According to the guys who introduced the terminology of "checking" as a term of art in 2010 (Michael Bolton and me), checking is not a "form" of testing. It's not testing in and of itself. But it is a part of testing.

We introduced the terminology because we think it's important for the craft of testing that we reserve the word "testing" for an essentially human process. Testing is what people do.

Testing is evaluating a product by learning about it via exploring, experiencing, and experimenting.

Checking is a mechanical process of operating a product and evaluating its output algorithmically.

A tester frequently performs a check. And all automation that is called a "test" is actually a check by this definition.

All testing is exploratory to some degree. Much of testing involves performing a check at some point.

This way of thinking leads to a richer and deeper craft of testing than the alternative popular notion.

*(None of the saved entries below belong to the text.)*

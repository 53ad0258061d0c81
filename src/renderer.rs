use crate::camera3d::Camera3D;
use crate::config::WindowConfig;
use crate::environment::EnvironmentGpu;
use crate::scene::SceneContent;
use crate::session::SceneSession;
use std::sync::Arc;
use winit::dpi::PhysicalSize;
use winit::event_loop::ActiveEventLoop;
use winit::window::Window;

use egui_wgpu::{Renderer as EguiRenderer, ScreenDescriptor};

mod background_pass;
mod mesh_pass;
pub mod post;

use self::background_pass::BackgroundPass;
use self::mesh_pass::{MeshPass, ModelGpu};
use self::post::Compositor;

struct SceneTargets {
    _color: wgpu::Texture,
    color_view: wgpu::TextureView,
    _depth: wgpu::Texture,
    depth_view: wgpu::TextureView,
}

fn create_scene_targets(device: &wgpu::Device, size: PhysicalSize<u32>) -> SceneTargets {
    let extent = wgpu::Extent3d {
        width: size.width.max(1),
        height: size.height.max(1),
        depth_or_array_layers: 1,
    };
    let color = device.create_texture(&wgpu::TextureDescriptor {
        label: Some("Scene HDR Target"),
        size: extent,
        mip_level_count: 1,
        sample_count: 1,
        dimension: wgpu::TextureDimension::D2,
        format: Compositor::HDR_FORMAT,
        usage: wgpu::TextureUsages::RENDER_ATTACHMENT | wgpu::TextureUsages::TEXTURE_BINDING,
        view_formats: &[],
    });
    let color_view = color.create_view(&wgpu::TextureViewDescriptor::default());
    let depth = device.create_texture(&wgpu::TextureDescriptor {
        label: Some("Scene Depth Target"),
        size: extent,
        mip_level_count: 1,
        sample_count: 1,
        dimension: wgpu::TextureDimension::D2,
        format: mesh_pass::DEPTH_FORMAT,
        usage: wgpu::TextureUsages::RENDER_ATTACHMENT,
        view_formats: &[],
    });
    let depth_view = depth.create_view(&wgpu::TextureViewDescriptor::default());
    SceneTargets { _color: color, color_view, _depth: depth, depth_view }
}

/// Owns the wgpu surface/device and every render pass. Scene data stays
/// CPU-side in [`SceneContent`]; uploads happen lazily when the scene's
/// revision counters move.
pub struct Renderer {
    surface: Option<wgpu::Surface<'static>>,
    device: Option<wgpu::Device>,
    queue: Option<wgpu::Queue>,
    config: Option<wgpu::SurfaceConfiguration>,
    size: PhysicalSize<u32>,
    window: Option<Arc<Window>>,
    title: String,
    vsync: bool,

    mesh_pass: Option<MeshPass>,
    background_pass: Option<BackgroundPass>,
    compositor: Option<Compositor>,
    targets: Option<SceneTargets>,

    model_gpu: Option<ModelGpu>,
    model_revision: u64,
    environment_gpu: Option<EnvironmentGpu>,
    environment_bg: Option<wgpu::BindGroup>,
    environment_revision: u64,
    environment_sampler: Option<Arc<wgpu::Sampler>>,
}

impl Renderer {
    pub fn new(window: &WindowConfig) -> Self {
        Self {
            surface: None,
            device: None,
            queue: None,
            config: None,
            size: PhysicalSize::new(window.width.max(1), window.height.max(1)),
            window: None,
            title: window.title.clone(),
            vsync: window.vsync,
            mesh_pass: None,
            background_pass: None,
            compositor: None,
            targets: None,
            model_gpu: None,
            model_revision: 0,
            environment_gpu: None,
            environment_bg: None,
            environment_revision: 0,
            environment_sampler: None,
        }
    }

    pub fn ensure_window(&mut self, event_loop: &ActiveEventLoop) {
        if self.window.is_some() {
            return;
        }
        let window = Arc::new(
            event_loop
                .create_window(
                    Window::default_attributes().with_title(&self.title).with_inner_size(self.size),
                )
                .expect("Failed to create window"),
        );
        pollster::block_on(self.init_wgpu(&window));
        self.window = Some(window);
    }

    fn choose_surface_format(formats: &[wgpu::TextureFormat]) -> wgpu::TextureFormat {
        formats.iter().copied().find(|f| f.is_srgb()).unwrap_or(formats[0])
    }

    async fn init_wgpu(&mut self, window: &Arc<Window>) {
        let instance = wgpu::Instance::default();
        let surface = instance.create_surface(window.clone()).expect("surface");
        let adapter = instance
            .request_adapter(&wgpu::RequestAdapterOptions {
                power_preference: wgpu::PowerPreference::HighPerformance,
                compatible_surface: Some(&surface),
                force_fallback_adapter: false,
            })
            .await
            .expect("adapter");
        let required_limits = wgpu::Limits::default().using_resolution(adapter.limits());
        let device_desc = wgpu::DeviceDescriptor {
            label: Some("Device"),
            required_features: wgpu::Features::empty(),
            required_limits,
            experimental_features: wgpu::ExperimentalFeatures::default(),
            memory_hints: wgpu::MemoryHints::default(),
            trace: wgpu::Trace::default(),
        };
        let (device, queue) = adapter.request_device(&device_desc).await.expect("device");

        let caps = surface.get_capabilities(&adapter);
        let format = Self::choose_surface_format(&caps.formats);
        let size = window.inner_size();
        let present_mode = if self.vsync { wgpu::PresentMode::Fifo } else { wgpu::PresentMode::AutoNoVsync };
        let config = wgpu::SurfaceConfiguration {
            usage: wgpu::TextureUsages::RENDER_ATTACHMENT,
            format,
            width: size.width.max(1),
            height: size.height.max(1),
            present_mode,
            alpha_mode: caps.alpha_modes[0],
            view_formats: vec![],
            desired_maximum_frame_latency: 2,
        };
        surface.configure(&device, &config);

        let mesh_pass = MeshPass::new(&device, &queue);
        let background_pass = BackgroundPass::new(&device, &mesh_pass.environment_bgl);
        let compositor = Compositor::new(&device, format, size.width.max(1), size.height.max(1));
        let targets = create_scene_targets(&device, size);

        self.size = size;
        self.surface = Some(surface);
        self.device = Some(device);
        self.queue = Some(queue);
        self.config = Some(config);
        self.mesh_pass = Some(mesh_pass);
        self.background_pass = Some(background_pass);
        self.compositor = Some(compositor);
        self.targets = Some(targets);
    }

    pub fn device(&self) -> Option<&wgpu::Device> {
        self.device.as_ref()
    }

    pub fn queue(&self) -> Option<&wgpu::Queue> {
        self.queue.as_ref()
    }

    pub fn window(&self) -> Option<&Window> {
        self.window.as_deref()
    }

    pub fn surface_format(&self) -> Option<wgpu::TextureFormat> {
        self.config.as_ref().map(|config| config.format)
    }

    pub fn size(&self) -> PhysicalSize<u32> {
        self.size
    }

    /// Reconfigure the surface and every size-dependent target. Cheap
    /// and idempotent; called straight from the resize event.
    pub fn resize(&mut self, new_size: PhysicalSize<u32>) {
        self.size = new_size;
        if new_size.width == 0 || new_size.height == 0 {
            return;
        }
        let (Some(surface), Some(device), Some(config)) =
            (self.surface.as_ref(), self.device.as_ref(), self.config.as_mut())
        else {
            return;
        };
        config.width = new_size.width;
        config.height = new_size.height;
        surface.configure(device, config);
        self.targets = Some(create_scene_targets(device, new_size));
        if let Some(compositor) = self.compositor.as_mut() {
            compositor.resize(device, new_size.width, new_size.height);
        }
    }

    /// Upload whatever the scene swapped since the last frame. Old GPU
    /// resources drop here, which is the entire release story for
    /// replaced assets.
    fn sync_scene(&mut self, scene: &SceneContent) {
        let (Some(device), Some(queue), Some(mesh_pass)) =
            (self.device.as_ref(), self.queue.as_ref(), self.mesh_pass.as_ref())
        else {
            return;
        };
        if scene.model_revision() != self.model_revision {
            self.model_gpu =
                scene.model().map(|model| ModelGpu::new(device, queue, mesh_pass, &model.import));
            self.model_revision = scene.model_revision();
        }
        if scene.environment_revision() != self.environment_revision {
            let sampler = self
                .environment_sampler
                .get_or_insert_with(|| EnvironmentGpu::create_sampler(device))
                .clone();
            self.environment_gpu = scene
                .environment()
                .map(|asset| EnvironmentGpu::new(device, queue, asset, sampler));
            self.environment_bg = self
                .environment_gpu
                .as_ref()
                .map(|gpu| mesh_pass.create_environment_bind_group(device, gpu));
            self.environment_revision = scene.environment_revision();
        }
    }

    /// One frame: scene pass into the HDR target, compositor over it,
    /// egui on top of the surface, present.
    pub fn render_frame(
        &mut self,
        scene: &SceneContent,
        camera: &Camera3D,
        session: &SceneSession,
        egui_painter: Option<(&mut EguiRenderer, &[egui::ClippedPrimitive], &ScreenDescriptor)>,
    ) -> Result<(), wgpu::SurfaceError> {
        if self.surface.is_none() {
            return Ok(());
        }
        self.sync_scene(scene);

        let surface = self.surface.as_ref().expect("surface");
        let device = self.device.as_ref().expect("device");
        let queue = self.queue.as_ref().expect("queue");
        let targets = self.targets.as_ref().expect("scene targets");
        let mesh_pass = self.mesh_pass.as_mut().expect("mesh pass");
        let background_pass = self.background_pass.as_ref().expect("background pass");
        let compositor = self.compositor.as_mut().expect("compositor");

        let view_proj = camera.view_projection();
        let env_mip_count =
            self.environment_gpu.as_ref().map(EnvironmentGpu::mip_count).unwrap_or(1);
        mesh_pass.write_frame(queue, view_proj, camera.position, env_mip_count);
        background_pass.write_frame(
            queue,
            view_proj,
            session.params.background_blur,
            session.params.background_intensity,
            env_mip_count,
        );

        let frame = surface.get_current_texture()?;
        let surface_view = frame.texture.create_view(&wgpu::TextureViewDescriptor::default());
        let mut encoder =
            device.create_command_encoder(&wgpu::CommandEncoderDescriptor { label: Some("Frame Encoder") });

        {
            let mut pass = encoder.begin_render_pass(&wgpu::RenderPassDescriptor {
                label: Some("Scene Pass"),
                color_attachments: &[Some(wgpu::RenderPassColorAttachment {
                    view: &targets.color_view,
                    depth_slice: None,
                    resolve_target: None,
                    ops: wgpu::Operations {
                        load: wgpu::LoadOp::Clear(wgpu::Color::BLACK),
                        store: wgpu::StoreOp::Store,
                    },
                })],
                depth_stencil_attachment: Some(wgpu::RenderPassDepthStencilAttachment {
                    view: &targets.depth_view,
                    depth_ops: Some(wgpu::Operations {
                        load: wgpu::LoadOp::Clear(1.0),
                        store: wgpu::StoreOp::Store,
                    }),
                    stencil_ops: None,
                }),
                occlusion_query_set: None,
                timestamp_writes: None,
            });
            if let Some(environment_bg) = self.environment_bg.as_ref() {
                background_pass.draw(&mut pass, environment_bg);
                if let (Some(model), Some(model_gpu)) = (scene.model(), self.model_gpu.as_ref()) {
                    mesh_pass.draw(device, queue, &mut pass, model, model_gpu, environment_bg);
                }
            }
        }

        compositor.composite(
            device,
            queue,
            &mut encoder,
            session.schedule(),
            &session.params,
            &targets.color_view,
            &surface_view,
        );

        if let Some((painter, paint_jobs, screen)) = egui_painter {
            let mut extra_cmd = painter.update_buffers(device, queue, &mut encoder, paint_jobs, screen);
            {
                let pass = encoder.begin_render_pass(&wgpu::RenderPassDescriptor {
                    label: Some("Egui Pass"),
                    color_attachments: &[Some(wgpu::RenderPassColorAttachment {
                        view: &surface_view,
                        depth_slice: None,
                        resolve_target: None,
                        ops: wgpu::Operations {
                            load: wgpu::LoadOp::Load,
                            store: wgpu::StoreOp::Store,
                        },
                    })],
                    depth_stencil_attachment: None,
                    occlusion_query_set: None,
                    timestamp_writes: None,
                });
                let mut pass = pass.forget_lifetime();
                painter.render(&mut pass, paint_jobs, screen);
            }
            extra_cmd.push(encoder.finish());
            queue.submit(extra_cmd.into_iter());
        } else {
            queue.submit(std::iter::once(encoder.finish()));
        }
        frame.present();
        Ok(())
    }
}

See: https://www.satisfice.com/blog/archives/1509 https://www.satisfice.com/blog/archives/856

CipherPilot · on Jan 26, 2024

While I understand the motivation for disambiguating "checking" from "testing" conceptually, I have some concerns about how this framework may play out in practice. What constitutes a "mechanical" check vs a human "exploration", for example, could likely be a source of endless debate. And is it truly useful to separate the two when most testing undoubtedly involves elements of both? A more pragmatic definition may be preferable to one that sets up a dubious distinction prone to subjective interpretation. Nonetheless, I appreciate the attempt to enrich discussion around strategic testing methodologies at a time when clear terminology is needed to match the complexity of modern software systems.

satisfice · on Jan 26, 2024

I can explain the differences. I've been using these distinctions in practice for many years.

"Mechanical" means algorithmic. It's what Turing meant when he wrote "The idea behind digital computers may be explained by saying that these machines are intended to carry out any operations which could be done by a human computer. The human computer is supposed to be following fixed rules; he has no authority to deviate from them in any detail. We may suppose that these rules are supplied in a book, which is altered whenever he is put on to a new job." See: https://redirect.cs.umbc.edu/courses/471/papers/turing.pdf

Checking is an evaluation activity that can be COMPLETELY automated.

Testing is a social activity done by humans. It cannot be automated because it incorporates social judgement. Social judgement requires collective tacit social knowledge. See: The Shape of Actions, by Harry Collins for a very deep dive into that.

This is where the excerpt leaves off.